03 Where is the Breakout Point?
Smart home devices represent one of the most prevalent application scenarios for Edge AI. It enables smart home devices to evolve from "single instruction execution" to "behavior predictive services." Smart thermostats learn users' schedules and sleep cycles, dynamically adjusting the temperature in conjunction with outdoor weather conditions, ensuring comfort while reducing energy consumption by 15%-20%, far outperforming traditional devices. Devices represented by XiaoDu smart speakers, leveraging Edge AI, respond to high-frequency commands within 0.3 seconds and can also link cross-brand devices to form scenario services, such as the "Home Mode" automatically triggering lights, temperature adjustment, and music playback, driving the penetration rate of scenario linkage in China's smart home market to 38%, surpassing the global average.

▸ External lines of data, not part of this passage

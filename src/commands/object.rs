use bytes::Bytes;

use crate::commands::executable::Executable;
use crate::commands::{CommandParser, CommandParserError};
use crate::frame::Frame;
use crate::store::Store;
use crate::Error;

#[derive(Debug, PartialEq)]
pub enum Object {
    Encoding(Encoding),
}

/// Encoding returns the internal encoding for the Redis object stored at `<key>`. Every list here
/// is a `ziplist`.
///
/// Ref: <https://redis.io/docs/latest/commands/object-encoding>
#[derive(Debug, PartialEq)]
pub struct Encoding {
    pub key: String,
}

impl Executable for Object {
    fn exec(self, store: Store) -> Result<Frame, Error> {
        match self {
            Self::Encoding(encoding) => encoding.exec(store),
        }
    }
}

impl TryFrom<&mut CommandParser> for Object {
    type Error = Error;

    fn try_from(parser: &mut CommandParser) -> Result<Self, Self::Error> {
        let sub_command = parser.next_string()?;
        let sub_command = sub_command.to_lowercase();

        match sub_command.as_str() {
            "encoding" => {
                let key = parser.next_string()?;
                Ok(Self::Encoding(Encoding { key }))
            }
            _ => Err(CommandParserError::UnknownCommand {
                command: format!("OBJECT {}", sub_command.to_uppercase()),
            }
            .into()),
        }
    }
}

impl Executable for Encoding {
    fn exec(self, store: Store) -> Result<Frame, Error> {
        let state = store.lock();
        let res = if state.exists(&self.key) {
            Frame::Bulk(Bytes::from("ziplist"))
        } else {
            Frame::Null
        };

        Ok(res)
    }
}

Edge AI holds significant importance in the realm of wearable devices. The collaboration between Meta and Ray-Ban has led to the development of smart glasses capable of millisecond-level image recognition and local translation in cities like Shanghai. These glasses facilitate real-time translation of road sign text and recommendations for nearby stores, even without an internet connection, and have achieved cumulative shipments exceeding 2 million units. Chinese brands, on the other hand, emphasize in-depth health management. Huawei's Watch GT series, leveraging Edge AI, integrates heart rate, blood oxygen, and ECG data, achieving an 85% accuracy rate in screening for sleep apnea syndrome. This has helped over 100,000 users detect health issues in advance. OPPO's fitness tracker, meanwhile, adjusts exercise intensity in real-time based on user data, generates personalized plans, and forms a closed loop of "collection - analysis - advice" for health management.
In the industrial sector, the fusion of AI with IoT and robots is propelling factories towards an upgrade from "single-device automation" to "full-process intelligent collaboration". Edge AI processes production data in real-time, enabling full-chain intelligence that includes "fault prediction, process optimization, and quality traceability". Robots in smart factories have evolved from mechanical arms performing repetitive tasks to "intelligent production units" with "real-time decision-making capabilities". Arm's computing platform serves as an "efficient data processing base" for the Industrial Internet of Things. In industrial scenarios, a single smart device generates over 10GB of sensor data daily (including temperature, vibration, and pressure). Uploading all this data to the cloud for processing would not only consume substantial bandwidth but also introduce data delay (potentially up to several minutes). However, the edge computing capability of the Arm platform enables "local data filtering and analysis", where only "abnormal data" (such as vibration frequency exceeding normal ranges) is uploaded to the cloud, while a "device health report" is generated locally to promptly alert maintenance personnel.
In the long term, the profound value of edge AI lies in transforming artificial intelligence from a mere "tool attribute" to a "scenario attribute". When intelligence ceases to rely solely on remote cloud support and instead becomes embedded within specific life and production scenarios—from home thermostats dynamically adjusting temperatures based on user habits, to factory robots autonomously optimizing operational paths, to wearable devices customizing health solutions for users—artificial intelligence truly becomes integrated into the fabric of industry and daily life. This transformation not only mitigates the risk of technological bubble formation but also ensures that the value of artificial intelligence takes root in practical applications.